## EXERCISE INSTRUCTIONS
For this exercise, transcribe the records below without changing a word.

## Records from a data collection

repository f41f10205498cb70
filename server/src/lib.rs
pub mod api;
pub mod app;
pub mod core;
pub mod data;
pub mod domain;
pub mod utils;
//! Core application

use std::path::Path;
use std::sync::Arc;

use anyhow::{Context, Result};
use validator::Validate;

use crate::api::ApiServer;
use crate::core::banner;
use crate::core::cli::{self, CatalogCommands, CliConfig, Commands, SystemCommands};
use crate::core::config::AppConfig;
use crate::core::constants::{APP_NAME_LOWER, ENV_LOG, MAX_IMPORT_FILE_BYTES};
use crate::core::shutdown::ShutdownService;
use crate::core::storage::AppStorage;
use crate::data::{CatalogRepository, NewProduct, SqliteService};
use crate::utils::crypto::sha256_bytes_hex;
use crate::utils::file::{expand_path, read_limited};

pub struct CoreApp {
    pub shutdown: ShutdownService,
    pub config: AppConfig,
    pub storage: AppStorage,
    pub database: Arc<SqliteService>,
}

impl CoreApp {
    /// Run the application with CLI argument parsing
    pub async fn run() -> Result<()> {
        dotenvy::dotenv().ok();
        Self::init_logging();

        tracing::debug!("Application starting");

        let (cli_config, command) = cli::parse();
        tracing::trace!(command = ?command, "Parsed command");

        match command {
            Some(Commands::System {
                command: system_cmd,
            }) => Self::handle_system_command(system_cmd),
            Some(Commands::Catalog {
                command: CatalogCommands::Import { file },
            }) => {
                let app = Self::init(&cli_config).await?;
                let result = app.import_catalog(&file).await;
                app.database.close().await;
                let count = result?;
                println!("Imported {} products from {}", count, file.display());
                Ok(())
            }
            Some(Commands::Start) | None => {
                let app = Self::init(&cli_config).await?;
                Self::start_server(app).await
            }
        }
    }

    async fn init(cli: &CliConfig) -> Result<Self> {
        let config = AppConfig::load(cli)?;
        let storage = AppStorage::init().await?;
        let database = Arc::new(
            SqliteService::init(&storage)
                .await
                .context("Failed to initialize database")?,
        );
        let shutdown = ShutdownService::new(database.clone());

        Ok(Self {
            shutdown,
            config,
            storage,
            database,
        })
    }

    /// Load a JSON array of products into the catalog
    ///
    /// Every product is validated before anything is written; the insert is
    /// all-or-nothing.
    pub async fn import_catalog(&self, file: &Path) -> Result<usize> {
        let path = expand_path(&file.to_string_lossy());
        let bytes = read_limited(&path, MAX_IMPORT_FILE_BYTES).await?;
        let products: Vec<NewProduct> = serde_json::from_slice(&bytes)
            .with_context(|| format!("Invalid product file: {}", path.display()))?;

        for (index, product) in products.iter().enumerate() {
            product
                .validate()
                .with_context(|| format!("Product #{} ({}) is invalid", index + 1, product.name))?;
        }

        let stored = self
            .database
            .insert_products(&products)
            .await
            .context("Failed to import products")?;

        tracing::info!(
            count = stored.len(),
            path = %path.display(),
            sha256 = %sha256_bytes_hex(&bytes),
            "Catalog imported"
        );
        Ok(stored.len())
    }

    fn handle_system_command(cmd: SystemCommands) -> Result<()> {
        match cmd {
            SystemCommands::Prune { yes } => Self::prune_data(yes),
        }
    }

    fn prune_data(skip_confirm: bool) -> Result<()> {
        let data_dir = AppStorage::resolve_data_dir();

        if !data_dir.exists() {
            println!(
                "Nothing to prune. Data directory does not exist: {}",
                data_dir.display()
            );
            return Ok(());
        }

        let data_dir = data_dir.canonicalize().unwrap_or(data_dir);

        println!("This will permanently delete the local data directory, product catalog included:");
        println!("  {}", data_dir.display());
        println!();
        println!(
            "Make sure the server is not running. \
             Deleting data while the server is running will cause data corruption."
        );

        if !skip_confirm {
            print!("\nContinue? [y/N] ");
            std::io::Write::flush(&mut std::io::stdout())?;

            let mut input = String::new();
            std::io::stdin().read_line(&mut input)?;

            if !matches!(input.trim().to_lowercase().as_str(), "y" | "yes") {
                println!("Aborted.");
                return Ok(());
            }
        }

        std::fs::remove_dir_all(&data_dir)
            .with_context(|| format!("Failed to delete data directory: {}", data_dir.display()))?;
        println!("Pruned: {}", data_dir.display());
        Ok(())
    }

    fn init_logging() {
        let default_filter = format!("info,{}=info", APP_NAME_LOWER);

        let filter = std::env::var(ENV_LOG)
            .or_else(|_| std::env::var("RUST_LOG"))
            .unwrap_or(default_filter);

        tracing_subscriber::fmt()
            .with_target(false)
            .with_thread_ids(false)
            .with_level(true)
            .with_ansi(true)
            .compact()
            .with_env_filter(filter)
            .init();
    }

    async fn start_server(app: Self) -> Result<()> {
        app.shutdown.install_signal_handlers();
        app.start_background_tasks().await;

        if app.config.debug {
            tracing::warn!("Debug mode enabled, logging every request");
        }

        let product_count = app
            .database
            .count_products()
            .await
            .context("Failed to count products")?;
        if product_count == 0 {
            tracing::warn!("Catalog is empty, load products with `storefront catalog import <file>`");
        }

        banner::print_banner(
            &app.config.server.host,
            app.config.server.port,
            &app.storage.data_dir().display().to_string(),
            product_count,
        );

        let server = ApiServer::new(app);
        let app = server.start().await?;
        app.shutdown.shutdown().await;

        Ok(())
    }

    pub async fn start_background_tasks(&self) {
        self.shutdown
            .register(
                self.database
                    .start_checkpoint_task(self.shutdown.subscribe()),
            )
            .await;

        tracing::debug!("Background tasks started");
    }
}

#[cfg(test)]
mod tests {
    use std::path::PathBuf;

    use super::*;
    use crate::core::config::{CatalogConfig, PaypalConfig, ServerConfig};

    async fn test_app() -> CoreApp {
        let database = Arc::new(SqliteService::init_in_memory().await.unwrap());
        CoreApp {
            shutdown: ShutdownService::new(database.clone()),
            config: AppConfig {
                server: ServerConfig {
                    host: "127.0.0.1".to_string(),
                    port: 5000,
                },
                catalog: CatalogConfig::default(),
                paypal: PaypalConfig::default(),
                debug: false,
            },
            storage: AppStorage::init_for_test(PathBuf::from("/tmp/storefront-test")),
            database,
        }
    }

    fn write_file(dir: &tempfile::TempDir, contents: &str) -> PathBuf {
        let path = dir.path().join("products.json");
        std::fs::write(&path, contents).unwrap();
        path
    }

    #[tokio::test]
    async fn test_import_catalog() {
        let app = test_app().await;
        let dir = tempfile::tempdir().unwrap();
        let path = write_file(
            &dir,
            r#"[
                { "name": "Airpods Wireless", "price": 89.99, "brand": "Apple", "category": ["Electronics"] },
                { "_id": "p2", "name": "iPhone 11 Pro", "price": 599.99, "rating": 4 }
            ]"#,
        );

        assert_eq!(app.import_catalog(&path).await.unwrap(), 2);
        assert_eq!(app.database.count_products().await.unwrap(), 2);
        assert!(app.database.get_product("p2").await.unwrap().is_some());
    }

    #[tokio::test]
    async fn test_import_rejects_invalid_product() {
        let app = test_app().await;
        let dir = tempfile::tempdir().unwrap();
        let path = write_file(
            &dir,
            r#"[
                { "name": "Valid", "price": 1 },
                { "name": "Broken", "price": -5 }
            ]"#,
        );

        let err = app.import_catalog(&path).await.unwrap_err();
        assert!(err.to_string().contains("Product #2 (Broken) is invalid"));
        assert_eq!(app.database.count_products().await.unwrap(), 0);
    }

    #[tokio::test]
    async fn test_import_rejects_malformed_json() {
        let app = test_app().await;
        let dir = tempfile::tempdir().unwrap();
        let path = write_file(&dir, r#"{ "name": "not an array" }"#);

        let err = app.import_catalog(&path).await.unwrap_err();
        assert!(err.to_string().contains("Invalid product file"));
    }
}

## EXERCISE RESPONSE
repository f41f10205498cb70
filename server/src/lib.rs
pub mod api;
pub mod app;
pub mod core;
pub mod data;
pub mod domain;
pub mod utils;
//! Core application

use std::path::Path;
use std::sync::Arc;

use anyhow::{Context, Result};
use validator::Validate;

use crate::api::ApiServer;
use crate::core::banner;
use crate::core::cli::{self, CatalogCommands, CliConfig, Commands, SystemCommands};
use crate::core::config::AppConfig;
use crate::core::constants::{APP_NAME_LOWER, ENV_LOG, MAX_IMPORT_FILE_BYTES};
use crate::core::shutdown::ShutdownService;
use crate::core::storage::AppStorage;
use crate::data::{CatalogRepository, NewProduct, SqliteService};
use crate::utils::crypto::sha256_bytes_hex;
use crate::utils::file::{expand_path, read_limited};

pub struct CoreApp {
    pub shutdown: ShutdownService,
    pub config: AppConfig,
    pub storage: AppStorage,
    pub database: Arc<SqliteService>,
}

impl CoreApp {
    /// Run the application with CLI argument parsing
    pub async fn run() -> Result<()> {
        dotenvy::dotenv().ok();
        Self::init_logging();

        tracing::debug!("Application starting");

        let (cli_config, command) = cli::parse();
        tracing::trace!(command = ?command, "Parsed command");

        match command {
            Some(Commands::System {
                command: system_cmd,
            }) => Self::handle_system_command(system_cmd),
            Some(Commands::Catalog {
                command: CatalogCommands::Import { file },
            }) => {
                let app = Self::init(&cli_config).await?;
                let result = app.import_catalog(&file).await;
                app.database.close().await;
                let count = result?;
                println!("Imported {} products from {}", count, file.display());
                Ok(())
            }
            Some(Commands::Start) | None => {
                let app = Self::init(&cli_config).await?;
                Self::start_server(app).await
            }
        }
    }

    async fn init(cli: &CliConfig) -> Result<Self> {
        let config = AppConfig::load(cli)?;
        let storage = AppStorage::init().await?;
        let database = Arc::new(
            SqliteService::init(&storage)
                .await
                .context("Failed to initialize database")?,
        );
        let shutdown = ShutdownService::new(database.clone());

        Ok(Self {
            shutdown,
            config,
            storage,
            database,
        })
    }

    /// Load a JSON array of products into the catalog
    ///
    /// Every product is validated before anything is written; the insert is
    /// all-or-nothing.
    pub async fn import_catalog(&self, file: &Path) -> Result<usize> {
        let path = expand_path(&file.to_string_lossy());
        let bytes = read_limited(&path, MAX_IMPORT_FILE_BYTES).await?;
        let products: Vec<NewProduct> = serde_json::from_slice(&bytes)
            .with_context(|| format!("Invalid product file: {}", path.display()))?;

        for (index, product) in products.iter().enumerate() {
            product
                .validate()
                .with_context(|| format!("Product #{} ({}) is invalid", index + 1, product.name))?;
        }

        let stored = self
            .database
            .insert_products(&products)
            .await
            .context("Failed to import products")?;

        tracing::info!(
            count = stored.len(),
            path = %path.display(),
            sha256 = %sha256_bytes_hex(&bytes),
            "Catalog imported"
        );
        Ok(stored.len())
    }

    fn handle_system_command(cmd: SystemCommands) -> Result<()> {
        match cmd {
            SystemCommands::Prune { yes } => Self::prune_data(yes),
        }
    }

    fn prune_data(skip_confirm: bool) -> Result<()> {
        let data_dir = AppStorage::resolve_data_dir();

        if !data_dir.exists() {
            println!(
                "Nothing to prune. Data directory does not exist: {}",
                data_dir.display()
            );
            return Ok(());
        }

        let data_dir = data_dir.canonicalize().unwrap_or(data_dir);

        println!("This will permanently delete the local data directory, product catalog included:");
        println!("  {}", data_dir.display());
        println!();
        println!(
            "Make sure the server is not running. \
             Deleting data while the server is running will cause data corruption."
        );

        if !skip_confirm {
            print!("\nContinue? [y/N] ");
            std::io::Write::flush(&mut std::io::stdout())?;

            let mut input = String::new();
            std::io::stdin().read_line(&mut input)?;

            if !matches!(input.trim().to_lowercase().as_str(), "y" | "yes") {
                println!("Aborted.");
                return Ok(());
            }
        }

        std::fs::remove_dir_all(&data_dir)
            .with_context(|| format!("Failed to delete data directory: {}", data_dir.display()))?;
        println!("Pruned: {}", data_dir.display());
        Ok(())
    }

    fn init_logging() {
        let default_filter = format!("info,{}=info", APP_NAME_LOWER);

        let filter = std::env::var(ENV_LOG)
            .or_else(|_| std::env::var("RUST_LOG"))
            .unwrap_or(default_filter);

        tracing_subscriber::fmt()
            .with_target(false)
            .with_thread_ids(false)
            .with_level(true)
            .with_ansi(true)
            .compact()
            .with_env_filter(filter)
            .init();
    }

    async fn start_server(app: Self) -> Result<()> {
        app.shutdown.install_signal_handlers();
        app.start_background_tasks().await;

        if app.config.debug {
            tracing::warn!("Debug mode enabled, logging every request");
        }

        let product_count = app
            .database
            .count_products()
            .await
            .context("Failed to count products")?;
        if product_count == 0 {
            tracing::warn!("Catalog is empty, load products with `storefront catalog import <file>`");
        }

        banner::print_banner(
            &app.config.server.host,
            app.config.server.port,
            &app.storage.data_dir().display().to_string(),
            product_count,
        );

        let server = ApiServer::new(app);
        let app = server.start().await?;
        app.shutdown.shutdown().await;

        Ok(())
    }

    pub async fn start_background_tasks(&self) {
        self.shutdown
            .register(
                self.database
                    .start_checkpoint_task(self.shutdown.subscribe()),
            )
            .await;

        tracing::debug!("Background tasks started");
    }
}

#[cfg(test)]
mod tests {
    use std::path::PathBuf;

    use super::*;
    use crate::core::config::{CatalogConfig, PaypalConfig, ServerConfig};

    async fn test_app() -> CoreApp {
        let database = Arc::new(SqliteService::init_in_memory().await.unwrap());
        CoreApp {
            shutdown: ShutdownService::new(database.clone()),
            config: AppConfig {
                server: ServerConfig {
                    host: "127.0.0.1".to_string(),
                    port: 5000,
                },
                catalog: CatalogConfig::default(),
                paypal: PaypalConfig::default(),
                debug: false,
            },
            storage: AppStorage::init_for_test(PathBuf::from("/tmp/storefront-test")),
            database,
        }
    }

    fn write_file(dir: &tempfile::TempDir, contents: &str) -> PathBuf {
        let path = dir.path().join("products.json");
        std::fs::write(&path, contents).unwrap();
        path
    }

    #[tokio::test]
    async fn test_import_catalog() {
        let app = test_app().await;
        let dir = tempfile::tempdir().unwrap();
        let path = write_file(
            &dir,
            r#"[
                { "name": "Airpods Wireless", "price": 89.99, "brand": "Apple", "category": ["Electronics"] },
                { "_id": "p2", "name": "iPhone 11 Pro", "price": 599.99, "rating": 4 }
            ]"#,
        );

        assert_eq!(app.import_catalog(&path).await.unwrap(), 2);
        assert_eq!(app.database.count_products().await.unwrap(), 2);
        assert!(app.database.get_product("p2").await.unwrap().is_some());
    }

    #[tokio::test]
    async fn test_import_rejects_invalid_product() {
        let app = test_app().await;
        let dir = tempfile::tempdir().unwrap();
        let path = write_file(
            &dir,
            r#"[
                { "name": "Valid", "price": 1 },
                { "name": "Broken", "price": -5 }
            ]"#,
        );

        let err = app.import_catalog(&path).await.unwrap_err();
        assert!(err.to_string().contains("Product #2 (Broken) is invalid"));
        assert_eq!(app.database.count_products().await.unwrap(), 0);
    }

    #[tokio::test]
    async fn test_import_rejects_malformed_json() {
        let app = test_app().await;
        let dir = tempfile::tempdir().unwrap();
        let path = write_file(&dir, r#"{ "name": "not an array" }"#);

        let err = app.import_catalog(&path).await.unwrap_err();
        assert!(err.to_string().contains("Invalid product file"));
    }
}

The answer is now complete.